Consider the smart baseball bat add-on developed by the University of Michigan’s Noel Perkins and the University of Pittsburgh’s William Clark. In 2014 Clark’s new company, Diamond Kinetics, rolled out its first commercial product, Swing Tracker, a lightweight sensing accessory that tracks 15 different swing metrics, including power, speed, efficiency and distance the bat travels in the hitting zone.
Mounted to the knob of the bat, it captures “11,000 data points per second to analyze swing data and shares that information with coaches via Bluetooth to a mobile device.”
Baseball not your sport? Sensor-based equipment can also help boost your performance for golf, tennis, basketball and others. Q. Humans have been cultivating the stuff for at least 6,000 years and possibly twice that long, making it one of our earliest crops.

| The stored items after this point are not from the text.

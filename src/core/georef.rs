//! Affine pixel↔geographic transforms and the `GeoIndex` lookup seam.
//!
//! Coefficients follow GDAL's order `[origin_x, pixel_width, rot_x, origin_y, rot_y,
//! pixel_height]`, i.e. `x = gt0 + col*gt1 + row*gt2` and `y = gt3 + col*gt4 + row*gt5`.
use geo_types::{Coord, LineString, Polygon};
use serde::{Deserialize, Serialize};

use crate::types::{ChipWindow, PixelBounds};

// Fractional indices this close to an integer snap to it before flooring.
const INDEX_EPSILON: f64 = 1e-9;

/// A GDAL-ordered affine geotransform.
#[derive(Copy, Clone, PartialEq, Debug, Serialize, Deserialize)]
pub struct GeoTransform(pub [f64; 6]);

impl GeoTransform {
    pub fn identity() -> Self {
        GeoTransform([0.0, 1.0, 0.0, 0.0, 0.0, 1.0])
    }

    pub fn coefficients(&self) -> [f64; 6] {
        self.0
    }

    /// Map a (col, row) pixel position to geographic (x, y).
    pub fn apply(&self, col: f64, row: f64) -> (f64, f64) {
        let gt = &self.0;
        (
            gt[0] + col * gt[1] + row * gt[2],
            gt[3] + col * gt[4] + row * gt[5],
        )
    }

    /// Inverse transform, `None` when the matrix is singular.
    pub fn invert(&self) -> Option<GeoTransform> {
        let gt = &self.0;
        let det = gt[1] * gt[5] - gt[2] * gt[4];
        if det.abs() < f64::EPSILON * (gt[1].abs() + gt[5].abs()).max(1.0) * 1e-6 || det == 0.0 {
            return None;
        }
        let inv_det = 1.0 / det;
        let a = gt[5] * inv_det;
        let b = -gt[2] * inv_det;
        let d = -gt[4] * inv_det;
        let e = gt[1] * inv_det;
        Some(GeoTransform([
            -gt[0] * a - gt[3] * b,
            a,
            b,
            -gt[0] * d - gt[3] * e,
            d,
            e,
        ]))
    }

    /// Transform of a window: same coefficients, origin moved to the window's
    /// top-left pixel.
    pub fn window(&self, window: &ChipWindow) -> GeoTransform {
        let (x0, y0) = self.apply(window.col_off as f64, window.row_off as f64);
        let mut gt = self.0;
        gt[0] = x0;
        gt[3] = y0;
        GeoTransform(gt)
    }

    /// Geographic polygon through the four pixel corners of a `width` x `height` grid.
    pub fn footprint(&self, width: usize, height: usize) -> Polygon<f64> {
        let (w, h) = (width as f64, height as f64);
        let corners = [(0.0, 0.0), (w, 0.0), (w, h), (0.0, h), (0.0, 0.0)];
        let ring: Vec<Coord<f64>> = corners
            .iter()
            .map(|&(c, r)| {
                let (x, y) = self.apply(c, r);
                Coord { x, y }
            })
            .collect();
        Polygon::new(LineString::new(ring), vec![])
    }
}

/// Pixel↔geographic lookup over a raster of known size.
///
/// `index` follows the raster convention of returning `(row, col)`; consumers that
/// need image `(x, y)` order reverse it themselves.
pub trait GeoIndex {
    /// (row, col) of the pixel containing geographic point (x, y).
    fn index(&self, x: f64, y: f64) -> (i64, i64);
    /// Geographic coordinate of the centre of pixel (row, col).
    fn xy(&self, row: f64, col: f64) -> (f64, f64);
    fn width(&self) -> usize;
    fn height(&self) -> usize;
}

/// Georeferencing of one raster: transform, its inverse, pixel size and CRS.
#[derive(Clone, Debug)]
pub struct Georef {
    pub transform: GeoTransform,
    inverse: GeoTransform,
    pub width: usize,
    pub height: usize,
    /// Projection as `EPSG:n` when an authority code is known, WKT otherwise
    pub projection: String,
}

impl Georef {
    /// Build from a transform; a singular transform falls back to the identity
    /// inverse so lookups stay total.
    pub fn new(
        transform: GeoTransform,
        width: usize,
        height: usize,
        projection: impl Into<String>,
    ) -> Self {
        let inverse = transform.invert().unwrap_or_else(GeoTransform::identity);
        Self {
            transform,
            inverse,
            width,
            height,
            projection: projection.into(),
        }
    }

    /// Georef of a window of this raster.
    pub fn window(&self, window: &ChipWindow) -> Georef {
        Georef::new(
            self.transform.window(window),
            window.width,
            window.height,
            self.projection.clone(),
        )
    }

    /// Geographic footprint of the whole raster.
    pub fn footprint(&self) -> Polygon<f64> {
        self.transform.footprint(self.width, self.height)
    }

    /// Geographic bounds `(left, bottom, right, top)` over the four corners.
    pub fn bounds(&self) -> (f64, f64, f64, f64) {
        let (w, h) = (self.width as f64, self.height as f64);
        let corners = [
            self.transform.apply(0.0, 0.0),
            self.transform.apply(w, 0.0),
            self.transform.apply(w, h),
            self.transform.apply(0.0, h),
        ];
        let mut bounds = (f64::INFINITY, f64::INFINITY, f64::NEG_INFINITY, f64::NEG_INFINITY);
        for (x, y) in corners {
            bounds.0 = bounds.0.min(x);
            bounds.1 = bounds.1.min(y);
            bounds.2 = bounds.2.max(x);
            bounds.3 = bounds.3.max(y);
        }
        bounds
    }

    /// Pixel bounds from looking up the top-left and bottom-right geographic
    /// corners independently and reconciling them, clamped to the raster extent.
    pub fn pixel_bounds(&self) -> PixelBounds {
        let (left, bottom, right, top) = self.bounds();
        let (r0, c0) = self.index(left, top);
        let (r1, c1) = self.index(right, bottom);
        let clamp_r = |v: i64| v.clamp(0, self.height as i64);
        let clamp_c = |v: i64| v.clamp(0, self.width as i64);
        PixelBounds {
            rmin: clamp_r(r0.min(r1)),
            cmin: clamp_c(c0.min(c1)),
            rmax: clamp_r(r0.max(r1)),
            cmax: clamp_c(c0.max(c1)),
        }
    }
}

fn floor_index(v: f64) -> i64 {
    let nearest = v.round();
    if (v - nearest).abs() < INDEX_EPSILON {
        nearest as i64
    } else {
        v.floor() as i64
    }
}

impl GeoIndex for Georef {
    fn index(&self, x: f64, y: f64) -> (i64, i64) {
        let (col, row) = self.inverse.apply(x, y);
        (floor_index(row), floor_index(col))
    }

    fn xy(&self, row: f64, col: f64) -> (f64, f64) {
        self.transform.apply(col + 0.5, row + 0.5)
    }

    fn width(&self) -> usize {
        self.width
    }

    fn height(&self) -> usize {
        self.height
    }
}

Many today know it by one of its nicknames: pot, weed, Mary Jane, sticky-icky. Can you say what its more scientific name is? A. The psychotropic plant is technically “cannabis,” and until about a hundred years ago, that’s what Americans called it, says Gemma Tarlach in “Discover” magazine. Now it’s commonly known as “marijuana.” According to research, “the first evidence of the plant’s cultivation comes from East Asia, where the stems were used for fibers and the fruits eaten.”
The world’s oldest pharmacopoeia compiled from Chinese oral tradition and dating back to 2700 B.C. mentioned cannabis, which was said “to relieve conditions ranging from constipation to malaria, though its hallucinogenic qualities were also noted.” Other early cultures mentioning the plant include India, where it was considered a sacred plant; and the Talmud, Judaism’s key ancient text.
In recent years, research into the various properties of cannabis has increased. For example, a 2014 study failed to confirm any association between recreational marijuana use and junk food cravings (the “munchies”). In fact, “long-term ingestion caused mice to eat less and lose weight,” but, as Tarlach adds, that’s “in a lab setting without access to Doritos or doughnuts.” Q. You insectophiles out there are probably well aware of what water striders can do on a routine basis. But are you aware of the splash made last year by imitative roboticists? A. As its name suggests, a water strider can indeed walk on water but it can hop upward from a watery surface as well — “one of the natural world’s niftiest tricks,” says Stephen George in “Discover” magazine.
Now researchers at Korea’s Seoul National University and Harvard’s Wyss Institute for Biologically Inspired Engineering have emulated the insect’s biomechanics to create a microrobot that can vault 5.5 inches — more than 10 times its height — without breaking surface tension.
“Made from ultralight components, the tiny bot weighs just 0.002 ounce and gets its leaping power from a built-in catapult mechanism.” As the magazine put it, it was “a super-tiny bot making history in a single bound.”